Лениво переваливаясь на встречной волне, «Камчатка», накренившись на левый борт, ложилась на курс к далеким берегам Перу…
«Городом королей» назвал Лиму ее основатель, испанский конкистадор Франциско Писарро. Подъезжая к столице Перу, Головнин и его спутники ожидали увидеть красоту и величие одного из городов, сооруженных завоевателями на богатой когда-то золотом и серебром древней земле инков. Увы, взоры их порадовали своим видом лишь каменные ворота на въезде, «украшенные столпами Дорического ордена. А сам город, — заметил Головнин, — нимало не соответствует красоте ворот. Я очень много обманулся в своих ожиданиях, думая найти Лиму красивым городом. Но теперь увидел, что нет большого города в целом свете, который бы имел столь бедную наружность: улицы длинные и прямые, но крайне узки и нечисты, домики все одноэтажные и двуэтажные, низенькие со смешными деревянными балконами, оштукатуренные и выбеленные, но так дурно, что все они кажутся запачканными в грязи».
В Лиму моряков привезли в королевских экипажах из порта Кальяо, где бросила якорь «Камчатка».

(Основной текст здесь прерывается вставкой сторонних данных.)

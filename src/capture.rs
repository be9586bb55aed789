//! Manual login capture.
//!
//! Opens the platform login page in a visible browser, lets the operator sign in by
//! hand (2FA, captchas and all), then stores the session cookies so later automated
//! runs start logged in.

use std::path::PathBuf;
use std::sync::Arc;
use std::time::Duration;

use action_flow::{profile_for, SessionFactory};
use action_primitives::{poll_until, PollPolicy};
use campaignforge_core_types::{Platform, PostError};
use cdp_adapter::{CookieJar, WaitGate};
use tracing::{info, instrument, warn};

const URL_CHECK_INTERVAL: Duration = Duration::from_secs(2);

#[derive(Debug, Clone)]
pub struct CaptureReport {
    pub platform: Platform,
    /// Page the operator ended up on
    pub url: String,
    pub cookies: usize,
    pub path: PathBuf,
}

pub struct LoginCapture {
    factory: Arc<dyn SessionFactory>,
    jar: CookieJar,
    wait: Duration,
}

impl LoginCapture {
    pub fn new(factory: Arc<dyn SessionFactory>, jar: CookieJar) -> Self {
        Self {
            factory,
            jar,
            wait: Duration::from_secs(300),
        }
    }

    pub fn with_wait(mut self, wait: Duration) -> Self {
        self.wait = wait;
        self
    }

    fn poll_policy(&self) -> PollPolicy {
        let checks = self.wait.as_millis() / URL_CHECK_INTERVAL.as_millis();
        let attempts = u32::try_from(checks).unwrap_or(u32::MAX).saturating_add(1);
        PollPolicy::new(attempts, URL_CHECK_INTERVAL)
    }

    #[instrument(skip(self), fields(wait = ?self.wait))]
    pub async fn capture(&self, platform: Platform) -> Result<CaptureReport, PostError> {
        let profile = profile_for(platform)?;
        let session = self.factory.open(platform).await?;
        let page = session.page.clone();

        let login_url = profile.login.url.as_str();
        if let Err(err) = page
            .navigate(login_url, WaitGate::DomReady, profile.navigation_timeout)
            .await
        {
            page.leave_open("the login page did not load");
            return Err(PostError::NavigationFailed {
                platform,
                url: login_url.to_string(),
                reason: err.to_string(),
            });
        }
        info!(%platform, url = login_url, "waiting for the operator to sign in");

        let check = &profile.login.check;
        let landed = poll_until(self.poll_policy(), |_| {
            let page = page.clone();
            async move {
                match page.current_url().await {
                    Ok(url) if check.is_logged_in(&url) => Some(url),
                    _ => None,
                }
            }
        })
        .await;

        let Some(url) = landed else {
            close(&*page).await;
            return Err(PostError::AuthenticationFailed {
                platform,
                reason: format!("not signed in within {}s", self.wait.as_secs()),
            });
        };

        let cookies = page.cookies().await;
        close(&*page).await;
        let cookies = cookies?;
        let path = self.jar.save(platform.as_str(), &cookies).await?;
        info!(%platform, count = cookies.len(), path = %path.display(), "login captured");

        Ok(CaptureReport {
            platform,
            url,
            cookies: cookies.len(),
            path,
        })
    }
}

async fn close(page: &dyn cdp_adapter::PageSession) {
    if let Err(err) = page.close().await {
        warn!(error = %err, "closing the capture browser failed");
    }
}

#[cfg(test)]
mod tests {
    use super::*;
    use std::sync::atomic::{AtomicUsize, Ordering};

    use action_flow::BrowserSession;
    use action_primitives::fake::FakeDom;
    use action_primitives::DomPort;
    use async_trait::async_trait;
    use cdp_adapter::{PageSession, StoredCookie};
    use tempfile::tempdir;

    const LOGIN: &str = "https://www.linkedin.com/login";
    const FEED: &str = "https://www.linkedin.com/feed/";

    struct FakeFactory {
        dom: Arc<FakeDom>,
        opened: AtomicUsize,
    }

    #[async_trait]
    impl SessionFactory for FakeFactory {
        async fn open(&self, _platform: Platform) -> Result<BrowserSession, PostError> {
            self.opened.fetch_add(1, Ordering::SeqCst);
            let page: Arc<dyn PageSession> = self.dom.clone();
            let dom: Arc<dyn DomPort> = self.dom.clone();
            Ok(BrowserSession::new(page, dom))
        }
    }

    fn session_cookie() -> StoredCookie {
        StoredCookie {
            name: "li_at".into(),
            value: "abc".into(),
            domain: ".linkedin.com".into(),
            path: "/".into(),
            expires: None,
            http_only: true,
            secure: true,
        }
    }

    fn factory(dom: FakeDom) -> Arc<FakeFactory> {
        Arc::new(FakeFactory {
            dom: Arc::new(dom),
            opened: AtomicUsize::new(0),
        })
    }

    #[tokio::test(start_paused = true)]
    async fn cookies_are_saved_once_the_operator_lands_on_the_feed() {
        let dir = tempdir().unwrap();
        let fake = factory(FakeDom::new().page(LOGIN, Vec::new()).with_cookies(vec![session_cookie()]));
        let dom = fake.dom.clone();
        tokio::spawn(async move {
            tokio::time::sleep(Duration::from_secs(7)).await;
            dom.set_url(FEED);
        });

        let capture = LoginCapture::new(fake.clone(), CookieJar::new(dir.path())).with_wait(Duration::from_secs(60));
        let report = capture.capture(Platform::LinkedIn).await.unwrap();

        assert_eq!(report.url, FEED);
        assert_eq!(report.cookies, 1);
        assert_eq!(fake.dom.navigations(), vec![LOGIN.to_string()]);
        assert!(fake.dom.is_closed());
        let saved = CookieJar::new(dir.path()).load("linkedin").await.unwrap();
        assert_eq!(saved, Some(vec![session_cookie()]));
    }

    #[tokio::test(start_paused = true)]
    async fn gives_up_after_the_wait() {
        let dir = tempdir().unwrap();
        let fake = factory(FakeDom::new().page(LOGIN, Vec::new()));

        let capture = LoginCapture::new(fake.clone(), CookieJar::new(dir.path())).with_wait(Duration::from_secs(10));
        let err = capture.capture(Platform::LinkedIn).await.unwrap_err();

        assert!(matches!(err, PostError::AuthenticationFailed { .. }));
        assert!(err.to_string().contains("not signed in within 10s"));
        assert!(fake.dom.is_closed());
        assert!(!dir.path().join("linkedin.json").exists());
    }

    #[tokio::test]
    async fn email_has_no_login_page() {
        let dir = tempdir().unwrap();
        let fake = factory(FakeDom::new());
        let err = LoginCapture::new(fake.clone(), CookieJar::new(dir.path()))
            .capture(Platform::Email)
            .await
            .unwrap_err();
        assert!(matches!(err, PostError::UnsupportedPlatform(_)));
        assert_eq!(fake.opened.load(Ordering::SeqCst), 0);
    }
}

Вице-король, испанский наместник, радушно принимал русских офицеров в своей резиденции. В столице разговаривали только на испанском, но Головнина выручило неплохое знание французского. Среди приближенных нашелся чиновник, владевший французским…
Роскошный обеденный стол изобиловал блюдами «в испанском вкусе: жирно и с чесноком, суп, говядина, ветчина, сосиски, голуби, индейка и другие птицы в соусе, много зелени и плодов».
Рядом с Головниным расположился негоциант в нарядном камзоле, украшенном российским орденом Святой Анны, Педро Абадия. Правитель торговой компании неплохо изъяснялся по-французски.